Thursday, February 09, 2006

Papéis de Vida

Uma vez vi num filme um casal que discutia e em que ela acusava o marido de ser uma criança e de ter de ser ela a tomar sempre todas as decisões, ao que ele respondeu que a culpa era dela porque quando tinham decidido que papéis assumir no casal, ela escolheu ser o adulto.

Pondo de lado, a parte romanceada e simplista da situação, a resposta do personagem deste filme faz sentido.

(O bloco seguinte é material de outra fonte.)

use ratatui::layout::Rect;

pub fn layout_regions(area: Rect) -> (Rect, Rect, Rect) {
    let header_height = area.height.min(3);
    let footer_height = 3.min(area.height.saturating_sub(header_height));
    let header = Rect {
        x: area.x,
        y: area.y,
        width: area.width,
        height: header_height,
    };
    let footer = Rect {
        x: area.x,
        y: area.y + area.height.saturating_sub(footer_height),
        width: area.width,
        height: footer_height,
    };
    let body = Rect {
        x: area.x,
        y: area.y + header_height,
        width: area.width,
        height: area.height.saturating_sub(header_height + footer_height),
    };
    (header, body, footer)
}

pub fn centered_rect_by_size(area: Rect, width: u16, height: u16) -> Rect {
    let width = width.min(area.width);
    let height = height.min(area.height);
    Rect {
        x: area.x + (area.width - width) / 2,
        y: area.y + (area.height - height) / 2,
        width,
        height,
    }
}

Já por diversas vezes reparei que há pessoas que assumem um papel de paternalista nas relações (sejam elas de amor, amizade ou trabalho), em que agem como “pais”, certinhos e responsáveis, perante os amantes, amigos ou colegas “infantis” e “irresponsáveis”.

Não ponho de parte que estas pessoas sejam de facto mais atentas e que os outros sejam talvez mais distraídos, mas existe nisto também uma espécie de circulo vicioso perverso em que o “responsável” não deixa escapar uma falha no “desatento”, apontando cada erro, porque isso o faz sentir-se no controle e de certo modo superior ao parceiro, e em que o outro, frustrado por ser continuamente chamado à atenção por tudo o que faz, se desmotiva e desleixa cada vez mais.

Quando se aponta este facto aos responsáveis eles normalmente respondem: “pois, mas se eu não fizer, mais ninguém faz” ou “sou eu que aguento a casa/departamento”. Apesar de ser uma queixa reveladora de cansaço e frustração, estas frases denotam também um certo orgulho, do tipo “sou indispensável”, que pode ser extremamente corrosivo numa relação.

A minha mãe, a minha actual colega de trabalho e até algumas amigas minhas apresentam traços deste tipo de personalidade. Estão constantemente atentas à mínima falha, ralham e queixam-se quando o outro faz algo errado, mas estão permanentemente à espera que ele o faça, para assim terem um papel a desempenhar: ser aquele que tudo resolve. Quando não há um erro, quando o outro desempenha bem o seu papel/tarefa, ficam surpreendidas e até mesmo desiludidas como se lhes tivessem apresentado uma iguaria que não podem depois provar.

Como se diz naquele velho chavão: numa relação a culpa nunca é só de um. Ninguém tem uma relação sozinho, por isso quando algo falha, seja no trabalho, em casa ou entre amigos, a responsabilidade é sempre de ambas as partes; dos que escolhem ser as “crianças”… e dos que escolhem ser os “adultos”.

A.C. Lisboa, 8 de Fevereiro de 2006.